Toute la famille des clarinettes tire son origine du chalumeau français du Moyen Âge, « vieil instrument encore employé par Gluck dans l’Orfeo (1764) et dans l’Alceste italienne (1766)[5] ».

François-Auguste Gevaert note que « le nom français de l'instrument est employé par les vieux compositeurs italiens sous le déguisement graphique de salmó, et par les maîtres allemands qui l'écrivent Chalumau et Chalamaus. En allemand, de même qu'en néerlandais, le mot Schalmei désigne le hautbois primitif[5] ». Aujourd'hui encore, le registre grave de la clarinette est appelé registre du chalumeau.

C'est à Johann Christoph Denner (16551707), un facteur de Nuremberg, que l'on devrait l'invention de la clarinette. Vers 1690[6], « après dix années d'essais infructueux »[7] il ajouta au chalumeau français le pavillon et deux clés d'importance majeure. L'ajout de la « clé de 12e[note 1]», également désignée « clé de registre », permit de tirer parti de l'aptitude de l'instrument au quintoiement, que les musiciens les plus doués pouvaient provoquer par une modification de la position de l'embouchure. Le registre atteint est alors celui dit du clairon et sa sonorité se rapproche de la clarine, petite trompette du XVIIIe siècle, qui donna son nom à la clarinette.

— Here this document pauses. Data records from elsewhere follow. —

//! Failure injection tests for the verifier service.

use std::time::{Duration, Instant};

use axum::http::StatusCode;
use serde_json::{json, Value};

use verifier_sdk::{VerificationStatus, VerifierClient, VerifyItemRequest};

mod common;

#[tokio::test]
async fn test_store_errors_are_retried_until_match() {
    let verifier = common::start_verifier(20, 10).await;
    verifier.mark_sold("art-1", "pi_1");
    verifier.store.fail_next(3);

    let client = VerifierClient::new(&verifier.base_url());
    let res = client
        .verify_item(&VerifyItemRequest {
            item_id: "art-1".into(),
            payment_intent_id: "pi_1".into(),
            max_attempts: None,
        })
        .await
        .expect("Verifier unreachable");

    assert_eq!(res.status, VerificationStatus::Confirmed);
    assert_eq!(res.attempts, 4, "Three injected failures then a match");

    verifier.shutdown.trigger();
}

#[tokio::test]
async fn test_store_down_for_every_attempt_is_pending_not_error() {
    let verifier = common::start_verifier(20, 5).await;
    verifier.mark_sold("art-1", "pi_1");
    verifier.store.fail_next(100);

    let res = common::client()
        .post(verifier.url("/api/v1/verify/item"))
        .json(&json!({ "item_id": "art-1", "payment_intent_id": "pi_1" }))
        .send()
        .await
        .unwrap();

    assert_eq!(res.status(), StatusCode::OK);
    let body: Value = res.json().await.unwrap();
    assert_eq!(body["status"], "pending");
    assert_eq!(body["attempts"], 5);
    assert_eq!(verifier.store.reads(), 5);

    verifier.shutdown.trigger();
}

#[tokio::test]
async fn test_status_check_surfaces_store_failure() {
    let verifier = common::start_verifier(20, 10).await;
    verifier.store.fail_next(1);

    let res = common::client()
        .get(verifier.url("/api/v1/status/item/art-1?payment_intent_id=pi_1"))
        .send()
        .await
        .unwrap();

    assert_eq!(res.status(), StatusCode::BAD_GATEWAY);
    let body: Value = res.json().await.unwrap();
    assert!(body["error"].as_str().unwrap().contains("unavailable"));

    verifier.shutdown.trigger();
}

#[tokio::test]
async fn test_malformed_input_is_rejected_without_polling() {
    let verifier = common::start_verifier(20, 10).await;
    let client = common::client();

    let cases = [
        json!({ "item_id": "", "payment_intent_id": "pi_1" }),
        json!({ "item_id": "art-1", "payment_intent_id": "   " }),
        json!({ "item_id": "art/1", "payment_intent_id": "pi_1" }),
        json!({ "item_id": "art-1", "payment_intent_id": "pi_1", "max_attempts": 0 }),
        json!({ "item_id": "art-1", "payment_intent_id": "pi_1", "max_attempts": 50 }),
        json!({ "item_id": "art-1", "payment_intent_id": "pi_1", "max_attempts": u32::MAX }),
    ];
    for case in cases {
        let res = client
            .post(verifier.url("/api/v1/verify/item"))
            .json(&case)
            .send()
            .await
            .unwrap();
        assert_eq!(res.status(), StatusCode::BAD_REQUEST, "case: {}", case);
    }

    let res = client
        .post(verifier.url("/api/v1/verify/purchase"))
        .json(&json!({ "product_id": "art-1", "payment_intent_id": "pi_1", "buyer_id": "" }))
        .send()
        .await
        .unwrap();
    assert_eq!(res.status(), StatusCode::BAD_REQUEST);

    assert_eq!(verifier.store.reads(), 0, "Malformed input must not reach the store");

    verifier.shutdown.trigger();
}

#[tokio::test]
async fn test_shutdown_cancels_in_flight_verification() {
    let verifier = common::start_verifier(200, 50).await;
    let client = common::client();
    let url = verifier.url("/api/v1/verify/item");

    let started = Instant::now();
    let request = tokio::spawn(async move {
        client
            .post(url)
            .json(&json!({ "item_id": "art-1", "payment_intent_id": "pi_1" }))
            .send()
            .await
    });

    tokio::time::sleep(Duration::from_millis(300)).await;
    verifier.shutdown.trigger();

    let res = request.await.unwrap().expect("In-flight request should still be answered");
    assert_eq!(res.status(), StatusCode::SERVICE_UNAVAILABLE);
    let body: Value = res.json().await.unwrap();
    assert_eq!(body["status"], "cancelled");
    assert!(body["attempts"].as_u64().unwrap() >= 1);
    assert!(
        started.elapsed() < Duration::from_secs(5),
        "Cancellation should end the wait well before the attempt ceiling"
    );
}
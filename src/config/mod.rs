//! Configuration management subsystem.
//!
//! # Data Flow
//! ```text
//! config file (TOML)
//!     → loader.rs (parse & deserialize)
//!     → validation.rs (semantic checks)
//!     → VerifierConfig (validated, immutable)
//!
//! On file change:
//!     watcher.rs detects change
//!     → loader.rs loads and validates the new file
//!     → HTTP server swaps its verifier (arc-swap)
//!     → in-flight verifications keep the policy they started with
//! ```

pub mod loader;
pub mod schema;
pub mod validation;
pub mod watcher;

pub use loader::{load_config, ConfigError};
pub use schema::{
    CollectionsConfig, ListenerConfig, ObservabilityConfig, PollingConfig, StoreConfig, StoreKind,
    TimeoutConfig, VerifierConfig,
};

À cette époque, l'instrument était manipulé via huit trous bouchés par les doigts, ce qui permettait à l'instrumentiste de jouer la gamme depuis le fa grave jusqu'au sol médium. La gamme ne se poursuivait sur le registre supérieur qu'à partir du do, et se faisait donc avec un défaut de deux notes sur la gamme : le la et le si étaient absents de la gamme. La deuxième clef, celle « du la », étend vers le haut le registre du chalumeau.

Le si est obtenu par « quintoiement[8] » d'une note plus grave (le mi) grâce au pavillon prolongeant la clarinette et l'ajout d'une clef actionnée par l'auriculaire de la main gauche alors inoccupé. Il fait donc partie du registre du clairon. La gamme (diatonique) est alors complète et le changement de registre se passe sans discontinuité.

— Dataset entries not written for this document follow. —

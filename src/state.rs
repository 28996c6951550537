use std::sync::Arc;
use std::time::Duration;

use sqlx::PgPool;

use crate::ai::claude::ClaudeClient;
use crate::ai::workers::WorkersAiClient;
use crate::ai::ProviderGateway;
use crate::config::AppConfig;
use crate::embeddings::{EmbeddingIndex, MemoryVectorStore, PgVectorStore, VectorStore};
use crate::kv::{KvStore, MemoryKvStore, PgKvStore};
use crate::meal_plans::{MealPlanRepo, MemoryMealPlanRepo, PgMealPlanRepo};

#[derive(Clone)]
pub struct AppState {
    /// Present when `DATABASE_URL` is configured.
    pub db: Option<PgPool>,
    pub config: Arc<AppConfig>,
    pub kv: Arc<dyn KvStore>,
    pub plans: Arc<dyn MealPlanRepo>,
    pub index: Arc<EmbeddingIndex>,
    pub gateway: Arc<ProviderGateway>,
}

impl AppState {
    pub async fn init() -> anyhow::Result<Self> {
        let config = Arc::new(AppConfig::from_env()?);

        let http = reqwest::Client::builder()
            .timeout(Duration::from_secs(config.upstream_timeout_secs))
            .build()?;
        let workers = Arc::new(WorkersAiClient::new(http.clone(), &config.workers_ai));
        let claude = Arc::new(ClaudeClient::new(http, &config.claude));
        let gateway = Arc::new(ProviderGateway::new(
            workers.clone(),
            claude,
            config.claude.api_key.clone(),
        ));

        let (db, kv, plans, vectors): (
            Option<PgPool>,
            Arc<dyn KvStore>,
            Arc<dyn MealPlanRepo>,
            Arc<dyn VectorStore>,
        ) = match &config.database_url {
            Some(url) => {
                let db = sqlx::postgres::PgPoolOptions::new()
                    .max_connections(10)
                    .connect(url)
                    .await?;
                (
                    Some(db.clone()),
                    Arc::new(PgKvStore::new(db.clone())),
                    Arc::new(PgMealPlanRepo::new(db.clone())),
                    Arc::new(PgVectorStore::new(db)),
                )
            }
            None => {
                tracing::warn!("DATABASE_URL not set; using in-memory stores");
                (
                    None,
                    Arc::new(MemoryKvStore::new()),
                    Arc::new(MemoryMealPlanRepo::new()),
                    Arc::new(MemoryVectorStore::new()),
                )
            }
        };

        Ok(Self {
            db,
            config,
            kv,
            plans,
            index: Arc::new(EmbeddingIndex::new(workers, vectors)),
            gateway,
        })
    }

    /// Memory-backed state around the given generation backends.
    #[cfg(test)]
    pub fn fake(
        workers: Arc<dyn crate::ai::gateway::GenerationBackend>,
        claude: Arc<dyn crate::ai::gateway::GenerationBackend>,
    ) -> Self {
        use crate::config::{ClaudeConfig, ResolverConfig, WorkersAiConfig};
        use crate::testing::KeywordEmbedder;

        let config = Arc::new(AppConfig {
            database_url: None,
            workers_ai: WorkersAiConfig {
                account_id: "test".into(),
                api_token: "test".into(),
                gateway_id: None,
                base_url: Some("http://127.0.0.1:0".into()),
                text_model: "text".into(),
                embedding_model: "embed".into(),
            },
            claude: ClaudeConfig {
                api_key: None,
                base_url: "http://127.0.0.1:0".into(),
                model: "claude".into(),
            },
            resolver: ResolverConfig::default(),
            upstream_timeout_secs: 5,
            request_timeout_secs: 5,
            kv_sweep_interval_secs: 60,
        });

        Self {
            db: None,
            config,
            kv: Arc::new(MemoryKvStore::new()),
            plans: Arc::new(MemoryMealPlanRepo::new()),
            index: Arc::new(EmbeddingIndex::new(
                Arc::new(KeywordEmbedder),
                Arc::new(MemoryVectorStore::new()),
            )),
            gateway: Arc::new(ProviderGateway::new(workers, claude, None)),
        }
    }
}
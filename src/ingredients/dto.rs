use serde::{Deserialize, Serialize};

use crate::meal_plans::MealPlan;

#[derive(Debug, Deserialize)]
#[serde(rename_all = "camelCase")]
pub struct ComputeIngredientsRequest {
    pub session_id: Option<String>,
    pub meals: Option<MealPlan>,
    pub week_start: Option<String>,
    pub week_end: Option<String>,
}

/// Which tier produced the ingredient list.
#[derive(Debug, Clone, Copy, PartialEq, Eq, Serialize)]
#[serde(rename_all = "snake_case")]
pub enum Source {
    ExactCache,
    SemanticAdaptation,
    AiGeneration,
}

#[derive(Debug, Clone, PartialEq, Serialize)]
#[serde(rename_all = "camelCase")]
pub struct ResolutionResult {
    pub ingredients: String,
    pub cached: bool,
    pub source: Source,
    #[serde(skip_serializing_if = "Option::is_none")]
    pub similarity: Option<f32>,
    #[serde(skip_serializing_if = "Option::is_none")]
    pub adapted_from: Option<String>,
    pub message: String,
}

impl ResolutionResult {
    pub fn from_cache(ingredients: String) -> Self {
        Self {
            ingredients,
            cached: true,
            source: Source::ExactCache,
            similarity: None,
            adapted_from: None,
            message: "Served from cache - identical meals detected".into(),
        }
    }

    pub fn adapted(ingredients: String, similarity: f32, adapted_from: String) -> Self {
        Self {
            ingredients,
            cached: false,
            source: Source::SemanticAdaptation,
            similarity: Some(similarity),
            adapted_from: Some(adapted_from),
            message: format!("Adapted from similar meal ({:.1}% match)", similarity * 100.0),
        }
    }

    pub fn generated(ingredients: String) -> Self {
        Self {
            ingredients,
            cached: false,
            source: Source::AiGeneration,
            similarity: None,
            adapted_from: None,
            message: "Generated fresh ingredients list".into(),
        }
    }
}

Dans l'état, l'instrument ne disposant pas d'une gamme chromatique complète, il restait prisonnier de quelques tonalités particulières. Pour y remédier, les musiciens disposaient de différents modèles de clarinettes, réalisés chacun pour une tonalité spécifique[9]. Les altérations pouvaient cependant être obtenues par des doigtés fourches ne permettant pas une grande virtuosité, et à la sonorité peu satisfaisante.

Entre 1740 et 1850, il a existé une famille de clarinettes anciennes, appelée clarinette d'amour, réalisées dans différentes tonalités (en sol, en fa, en ré...) et dotées de 3 à 5 clés, qui possédait un pavillon en forme de poire, appelé pavillon d'amour, à l'instar du hautbois d'amour, un bocal courbé et une perce réduite.

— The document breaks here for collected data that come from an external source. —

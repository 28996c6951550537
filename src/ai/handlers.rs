use axum::{
    extract::State,
    routing::{get, post},
    Json, Router,
};
use tracing::{error, info, instrument, warn};

use super::dto::{GetProviderResponse, ProviderKind, SetProviderRequest, SetProviderResponse};
use super::preference;
use crate::{
    error::{ApiError, ApiJson},
    state::AppState,
};

pub fn provider_routes() -> Router<AppState> {
    Router::new()
        .route("/set-ai-provider", post(set_ai_provider))
        .route("/get-ai-provider", get(get_ai_provider))
}

#[instrument(skip(state, payload))]
pub async fn set_ai_provider(
    State(state): State<AppState>,
    ApiJson(payload): ApiJson<SetProviderRequest>,
) -> Result<Json<SetProviderResponse>, ApiError> {
    let Some(provider) = payload.provider.as_deref().and_then(ProviderKind::parse) else {
        warn!(provider = ?payload.provider, "invalid ai provider");
        return Err(ApiError::BadRequest(
            r#"Invalid AI provider. Must be "workers-ai" or "claude""#.into(),
        ));
    };

    let api_key = match provider {
        ProviderKind::Claude => match payload.api_key.as_deref() {
            Some(key) if preference::is_valid_claude_key(key) => Some(key),
            _ => {
                warn!("claude selected without a valid api key");
                return Err(ApiError::BadRequest("Valid Claude API key is required".into()));
            }
        },
        ProviderKind::WorkersAi => None,
    };

    if let Err(e) = preference::store(state.kv.as_ref(), provider, api_key).await {
        error!(error = %e, "storing ai provider failed");
        return Err(ApiError::internal("Failed to set AI provider", format!("{e:#}")));
    }

    info!(%provider, "ai provider set");
    Ok(Json(SetProviderResponse {
        success: true,
        provider,
        message: format!("AI provider set to {provider}"),
    }))
}

#[instrument(skip(state))]
pub async fn get_ai_provider(State(state): State<AppState>) -> Json<GetProviderResponse> {
    let pref = preference::load(state.kv.as_ref()).await;
    Json(GetProviderResponse {
        success: true,
        provider: pref.provider,
        explicitly_set: pref.explicitly_set,
    })
}
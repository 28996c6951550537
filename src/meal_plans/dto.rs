use std::collections::BTreeMap;

use serde::{Deserialize, Serialize};

/// Meals for one day. Missing and blank slots are equivalent.
#[derive(Debug, Clone, Default, PartialEq, Eq, Serialize, Deserialize)]
pub struct DayMeals {
    #[serde(default, skip_serializing_if = "Option::is_none")]
    pub breakfast: Option<String>,
    #[serde(default, skip_serializing_if = "Option::is_none")]
    pub lunch: Option<String>,
    #[serde(default, skip_serializing_if = "Option::is_none")]
    pub dinner: Option<String>,
}

impl DayMeals {
    /// Slots in display order, labelled.
    pub fn slots(&self) -> [(&'static str, Option<&str>); 3] {
        [
            ("Breakfast", self.breakfast.as_deref()),
            ("Lunch", self.lunch.as_deref()),
            ("Dinner", self.dinner.as_deref()),
        ]
    }
}

/// ISO date → that day's meals. Ordered by date for display.
pub type MealPlan = BTreeMap<String, DayMeals>;

#[derive(Debug, Deserialize)]
#[serde(rename_all = "camelCase")]
pub struct SaveMealPlanRequest {
    pub session_id: Option<String>,
    pub week_start: Option<String>,
    pub week_end: Option<String>,
    pub meals: Option<MealPlan>,
    pub ingredients: Option<String>,
}

#[derive(Debug, Serialize)]
#[serde(rename_all = "camelCase")]
pub struct SaveMealPlanResponse {
    pub success: bool,
    pub message: String,
    pub week_start: String,
    pub week_end: String,
}

#[derive(Debug, Deserialize)]
#[serde(rename_all = "camelCase")]
pub struct GetMealPlanQuery {
    pub session_id: Option<String>,
    pub week_start: Option<String>,
    pub week_end: Option<String>,
}

#[derive(Debug, Serialize)]
#[serde(rename_all = "camelCase")]
pub struct MealPlanDetails {
    pub week_start: String,
    pub week_end: String,
    pub meals: MealPlan,
    pub ingredients: String,
    #[serde(with = "time::serde::rfc3339")]
    pub created_at: time::OffsetDateTime,
    #[serde(with = "time::serde::rfc3339")]
    pub updated_at: time::OffsetDateTime,
}

#[derive(Debug, Serialize)]
#[serde(rename_all = "camelCase")]
pub struct GetMealPlanResponse {
    pub success: bool,
    pub meal_plan: MealPlanDetails,
}

#[cfg(test)]
mod tests {
    use super::*;

    #[test]
    fn meal_plan_accepts_partial_and_blank_slots() {
        let plan: MealPlan = serde_json::from_str(
            r#"{"2024-01-02":{"dinner":"tacos"},"2024-01-01":{"breakfast":"oatmeal","lunch":"","dinner":"grilled chicken"}}"#,
        )
        .unwrap();
        assert_eq!(plan.keys().collect::<Vec<_>>(), vec!["2024-01-01", "2024-01-02"]);
        assert_eq!(plan["2024-01-01"].lunch.as_deref(), Some(""));
        assert_eq!(plan["2024-01-02"].breakfast, None);
    }
}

Les évolutions vers la clarinette moderne modifier

photo : clarinette à quarts de tons
Différentes vues d'une clarinette à quarts de tons de Fritz Schüller (1883-1977).

En 1810, Heinrich Bärmann (1784-1847) proposa le retournement du bec[10], positionnant ainsi l'anche sur la lèvre inférieure du musicien. Ceci adoucit et garantit la sonorité. Iwan (ou Ywan) Müller[11],[note 2] y apporta en treize clés supplémentaires offrant enfin la gamme chromatique complète. Ces nouveautés permirent d'abandonner peu à peu la collection d'instruments dédiés aux tonalités distinctes dont disposaient les musiciens pour interpréter les différentes pièces.

La clarinette fut amenée à son degré de perfectionnement actuel par le facteur d'instruments français Louis Auguste Buffet en collaboration avec le clarinettiste Hyacinthe Klosé[12],[note 3]. Tous deux adoptèrent le principe des anneaux mobiles que l'Allemand Theobald Boehm avait imaginé pour la flûte : le système Boehm (1843). Aujourd'hui, le système Boehm est utilisé par les clarinettistes du monde entier, aux exceptions des Allemands et des Autrichiens, qui se servent pour la plupart du système concurrent : le système Oehler[note 4]. Un autre système à treize clés mis au point par Eugène Albert au XIXe siècle, le système Albert, est encore utilisé de nos jours en Europe centrale et en Turquie.

Une clarinette utilisant le système Boehm, peut disposer de près de 22 éléments mobiles utiles, auxquels il faut ajouter les paliers, les axes, les vis et les ressorts (ressort à aiguille, ressort à lame). L'ensemble dépasse la centaine de pièces mécaniques, et participe à la manipulation de 17 tampons obturant autant d'orifices inaccessibles avec les doigts.

Le clarinettiste allemand Fritz Wurlitzer (père de Herbert Wurlitzer) a mis au point en 1949 une variante de la clarinette française, qu'il a qualifiée de clarinette système Boehm réformé. C'est une clarinette avec un système de doigté français, dont le son est très proche de celui de la clarinette allemande à travers une perce (diamètre et profil interne du tube constituant le corps de la clarinette) différente, et un autre type de bec[13]. Ce type de clarinette trouve encore des amoureux dans certains pays.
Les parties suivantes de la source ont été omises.